Читать книгу Advances in Neurolaryngology - Группа авторов - Страница 65
Introduction
ОглавлениеThe principle of using flashing lights for examination of rapidly moving but periodic oscillation using stroboscopy is well known. Videostroboscopy (VSL) is one of the standard methods used to examine moving vocal folds and is used extensively for the analysis of vocal folds motion in the voice clinic. The qualitative aspects of interpretation of the stroboscopy motion was formulated in the initial book on videostroboscopy by Schönharl [1]. Stroboscopic signs associated with benign mucosal lesions can be systematically rated using a rating form [2]. Modern VSL with its immediate image capture and playback is able to reveal a number of abnormalities. These include abnormalities of laryngeal closure, absence of vibration, and vibratory asymmetry. The pliability of the vocal fold after surgical intervention can be assessed qualitatively by observation of vibratory characteristic using VSL [3]. Today, most clinical applications of VSL depend on subjective interpretation using parameters defined in prior publications (Bless and Hirano). Table 1 is a summary of target frequency and amplitude for four tokens of phonation in males and females commonly used in clinical practice.
Table 1. Target frequency and amplitude values for the four tokens for males and females
Objective measurements of the vocal fold vibration patterns are an attractive concept as it allows for the possibilities of objective documentation and study. To date, practical clinical application of objective measurements from stroboscopy have not been realized. This is because of multiple factors related to the complexities of the vocal fold vibratory image. The initial high-speed cinematography recordings of vocal fold vibration from the works of Timcke, VonLeden, and Moore [4–7] were studied by tedious frame by frame tracings to extract the trajectories of vocal fold motion and glottal area. This allowed for study of each fold trajectory, motion, and position over time. Done as a research tool, it established the parameters of vocal fold oscillation that are important in the understanding of the normal glottal cycle. Some of the parameters include factors such as open quotient, opening and closing speed index, and closed phase.
With the availability of digital image processing, the possibility of automated image extraction and quantification is now practical.

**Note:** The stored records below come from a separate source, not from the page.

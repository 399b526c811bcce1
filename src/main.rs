#![forbid(unsafe_code)]

use std::sync::Arc;
use std::time::Duration;

use anyhow::Result;
use clap::Parser;
use tracing::{error, info, warn};

mod auth;
mod bridge;
mod cli;
mod config;
mod db;
mod discourse;
mod error;
mod parsers;
mod telegram;
mod utils;
mod web;

use auth::{AuthHandshake, KeyPair};
use bridge::{BotRole, BridgeCore};
use cli::Args;
use config::Config;
use db::{CorrelationStore, DatabaseManager, KvStore};
use discourse::DiscourseClient;
use telegram::TelegramClient;
use web::WebServer;
use web::metrics::Metrics;

#[tokio::main]
async fn main() -> Result<()> {
    let args = Args::parse();
    let config = Arc::new(Config::load(args.config.as_deref())?);
    utils::logging::init_tracing(&config.logging);
    if args.check_config {
        info!("configuration is valid");
        return Ok(());
    }
    Metrics::start();
    info!("discourse-telegram bridge starting up");

    let db_manager = DatabaseManager::new(&config.database).await?;
    db_manager.migrate().await?;

    let kv = Arc::new(KvStore::new(db_manager.backend()));
    let store = CorrelationStore::new(kv.clone(), &config.store);
    let loaded = kv.load().await?;
    info!(loaded, db_type = ?db_manager.db_type(), "correlation store loaded");
    let flusher = kv
        .clone()
        .spawn_flusher(Duration::from_millis(config.store.flush_tick_ms));

    let key_bits = config.auth.key_bits;
    let keys = tokio::task::spawn_blocking(move || KeyPair::generate(key_bits)).await??;
    let auth = Arc::new(AuthHandshake::new(
        keys,
        store.clone(),
        config.forum_url(),
        config.auth.clone(),
    ));

    let post_bot = Arc::new(TelegramClient::new(
        &config.telegram.api_url,
        config.telegram.post_bot_token.clone(),
    )?);
    let sync_bot = Arc::new(TelegramClient::new(
        &config.telegram.api_url,
        config.telegram.sync_bot_token.clone(),
    )?);
    let forum = Arc::new(DiscourseClient::new(&config.discourse)?);

    let bridge = Arc::new(BridgeCore::new(
        config.clone(),
        post_bot.clone(),
        sync_bot.clone(),
        forum,
        store,
        auth,
    ));

    let web_server = WebServer::new(config.clone(), bridge.clone());
    let web_handle = tokio::spawn(async move {
        if let Err(e) = web_server.start().await {
            error!("web server error: {}", e);
        }
    });
    let post_poller = tokio::spawn(bridge.clone().run_poller(post_bot, BotRole::Post));
    let sync_poller = tokio::spawn(bridge.run_poller(sync_bot, BotRole::Sync));

    tokio::select! {
        _ = web_handle => warn!("web server stopped"),
        _ = post_poller => warn!("post bot poller stopped"),
        _ = sync_poller => warn!("sync bot poller stopped"),
        result = tokio::signal::ctrl_c() => {
            if let Err(e) = result {
                error!("failed to listen for shutdown signal: {}", e);
            }
        }
    }

    info!("discourse-telegram bridge shutting down");
    flusher.abort();
    let flushed = kv.flush(true).await;
    info!(flushed, "pending store writes flushed");
    Ok(())
}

High-speed imaging of vocal fold vibration and clinical applications are now readily available within the time and cost constraints of a clinical practice [8, 9]. Today, digital kymography (DKG) from high-speed video (HSV) images can be routinely captured and analyzed and compared. Today, these tools allow all investigators to capture and quantify vocal fold vibration function in the normal and diseased states for their investigative needs.
Sustained voice that is quasi-periodic can be studied by stroboscopy. During each vocal gesture of sustained phonation, normal human subjects should be able to sustain phonation within a narrow limit of frequency and amplitude. The steady state of phonation can be analyzed by evaluation of the glottal cycle by using videostroboscopy. The stroboscopy image is a montage made up of many hundreds of glottal cycles. Although not a true representation of each glottal cycle, if the vocal folds are oscillating within the norms of quasi-periodic vibration, the assembled stroboscopy video approximates the true glottal cycle.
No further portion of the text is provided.